====== Given data

pub mod auth;
pub mod health;
pub mod users;
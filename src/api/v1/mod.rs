/*
 * Responsibility
 * - v1 の公開ポイント (routes() の re-export など)
 */
pub mod dto;
pub mod extractors;
pub mod handlers;
mod routes;

pub use routes::routes;
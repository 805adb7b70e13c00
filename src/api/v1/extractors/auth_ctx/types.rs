/*
 * Responsibility
 * - Handler から見える「認証済みコンテキスト」の型
 * - middleware が検証して request extensions に格納し、handler はこの型だけを受け取る
 *
 * Notes
 * - token 検証・purpose チェックは middleware/services 側の責務
 * - 一度組み立てたら変更しない (request ごとに 1 つ)
 */
use uuid::Uuid;

use crate::services::auth::{AuthError, PermissionResolver, PermissionSet, TokenClaims};

/// Context attached to a request whose bearer token passed verification.
///
/// - `account_id` comes from `sub`
/// - `permissions` is the role's set as resolved when the request arrived
/// - `token_id` (`jti`) is kept for log correlation
#[derive(Debug, Clone)]
pub struct AuthCtx {
    pub account_id: Uuid,
    pub role: String,
    pub permissions: PermissionSet,
    pub token_id: Uuid,
}

impl AuthCtx {
    pub fn new(claims: &TokenClaims, permissions: PermissionSet) -> Self {
        Self {
            account_id: claims.sub,
            role: claims.role.clone(),
            permissions,
            token_id: claims.jti,
        }
    }

    pub fn authorize(&self, required: &str) -> Result<(), AuthError> {
        if PermissionResolver::authorize(&self.permissions, required) {
            Ok(())
        } else {
            tracing::warn!(
                account_id = %self.account_id,
                role = %self.role,
                token_id = %self.token_id,
                required,
                "permission denied"
            );
            Err(AuthError::Forbidden)
        }
    }
}
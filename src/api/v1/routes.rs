/*
 * Responsibility
 * - v1 の URL 構造を定義
 * - /auth は public / access token / refresh token の 3 グループに分け、それぞれに認証 layer を掛ける
 * - /users は全て access token 必須 (permission は handler 側)
 */
use axum::{
    Router,
    routing::{get, post, put},
};

use crate::api::v1::handlers::{
    auth::{forget_password, init_password, login, me, refresh_token, reset_password, verify_otp},
    users::{assign_role, create_user, delete_user, get_user, list_users, remove_role, update_user},
};
use crate::middleware::auth::{access, refresh};
use crate::state::AppState;

pub fn routes(state: AppState) -> Router<AppState> {
    let public = Router::new()
        .route("/login", post(login))
        .route("/otp/verify", post(verify_otp))
        .route("/forget_password", put(forget_password));

    let with_access = access::apply(
        Router::new()
            .route("/reset_password", put(reset_password))
            .route("/init_password", put(init_password))
            .route("/me", get(me)),
        state.clone(),
    );

    let with_refresh = refresh::apply(
        Router::new().route("/refresh_token", put(refresh_token)),
        state.clone(),
    );

    let users = access::apply(
        Router::new()
            .route("/users", get(list_users).post(create_user))
            .route(
                "/users/{id}",
                get(get_user).put(update_user).delete(delete_user),
            )
            .route("/users/{id}/assign-role", put(assign_role))
            .route("/users/{id}/remove-role", put(remove_role)),
        state,
    );

    Router::new()
        .nest("/auth", public.merge(with_access).merge(with_refresh))
        .merge(users)
}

============

What is expected. Please print each entry once more, exactly as it reads.

Result.
pub mod auth;
pub mod health;
pub mod users;
filename src/api/v1/mod.rs
/*
 * Responsibility
 * - v1 の公開ポイント (routes() の re-export など)
 */
pub mod dto;
pub mod extractors;
pub mod handlers;
mod routes;

pub use routes::routes;
repository 805adb7b70e13c00
filename src/api/v1/extractors/auth_ctx/types.rs
/*
 * Responsibility
 * - Handler から見える「認証済みコンテキスト」の型
 * - middleware が検証して request extensions に格納し、handler はこの型だけを受け取る
 *
 * Notes
 * - token 検証・purpose チェックは middleware/services 側の責務
 * - 一度組み立てたら変更しない (request ごとに 1 つ)
 */
use uuid::Uuid;

use crate::services::auth::{AuthError, PermissionResolver, PermissionSet, TokenClaims};

/// Context attached to a request whose bearer token passed verification.
///
/// - `account_id` comes from `sub`
/// - `permissions` is the role's set as resolved when the request arrived
/// - `token_id` (`jti`) is kept for log correlation
#[derive(Debug, Clone)]
pub struct AuthCtx {
    pub account_id: Uuid,
    pub role: String,
    pub permissions: PermissionSet,
    pub token_id: Uuid,
}

impl AuthCtx {
    pub fn new(claims: &TokenClaims, permissions: PermissionSet) -> Self {
        Self {
            account_id: claims.sub,
            role: claims.role.clone(),
            permissions,
            token_id: claims.jti,
        }
    }

    pub fn authorize(&self, required: &str) -> Result<(), AuthError> {
        if PermissionResolver::authorize(&self.permissions, required) {
            Ok(())
        } else {
            tracing::warn!(
                account_id = %self.account_id,
                role = %self.role,
                token_id = %self.token_id,
                required,
                "permission denied"
            );
            Err(AuthError::Forbidden)
        }
    }
}
filename src/api/v1/routes.rs
/*
 * Responsibility
 * - v1 の URL 構造を定義
 * - /auth は public / access token / refresh token の 3 グループに分け、それぞれに認証 layer を掛ける
 * - /users は全て access token 必須 (permission は handler 側)
 */
use axum::{
    Router,
    routing::{get, post, put},
};

use crate::api::v1::handlers::{
    auth::{forget_password, init_password, login, me, refresh_token, reset_password, verify_otp},
    users::{assign_role, create_user, delete_user, get_user, list_users, remove_role, update_user},
};
use crate::middleware::auth::{access, refresh};
use crate::state::AppState;

pub fn routes(state: AppState) -> Router<AppState> {
    let public = Router::new()
        .route("/login", post(login))
        .route("/otp/verify", post(verify_otp))
        .route("/forget_password", put(forget_password));

    let with_access = access::apply(
        Router::new()
            .route("/reset_password", put(reset_password))
            .route("/init_password", put(init_password))
            .route("/me", get(me)),
        state.clone(),
    );

    let with_refresh = refresh::apply(
        Router::new().route("/refresh_token", put(refresh_token)),
        state.clone(),
    );

    let users = access::apply(
        Router::new()
            .route("/users", get(list_users).post(create_user))
            .route(
                "/users/{id}",
                get(get_user).put(update_user).delete(delete_user),
            )
            .route("/users/{id}/assign-role", put(assign_role))
            .route("/users/{id}/remove-role", put(remove_role)),
        state,
    );

    Router::new()
        .nest("/auth", public.merge(with_access).merge(with_refresh))
        .merge(users)
}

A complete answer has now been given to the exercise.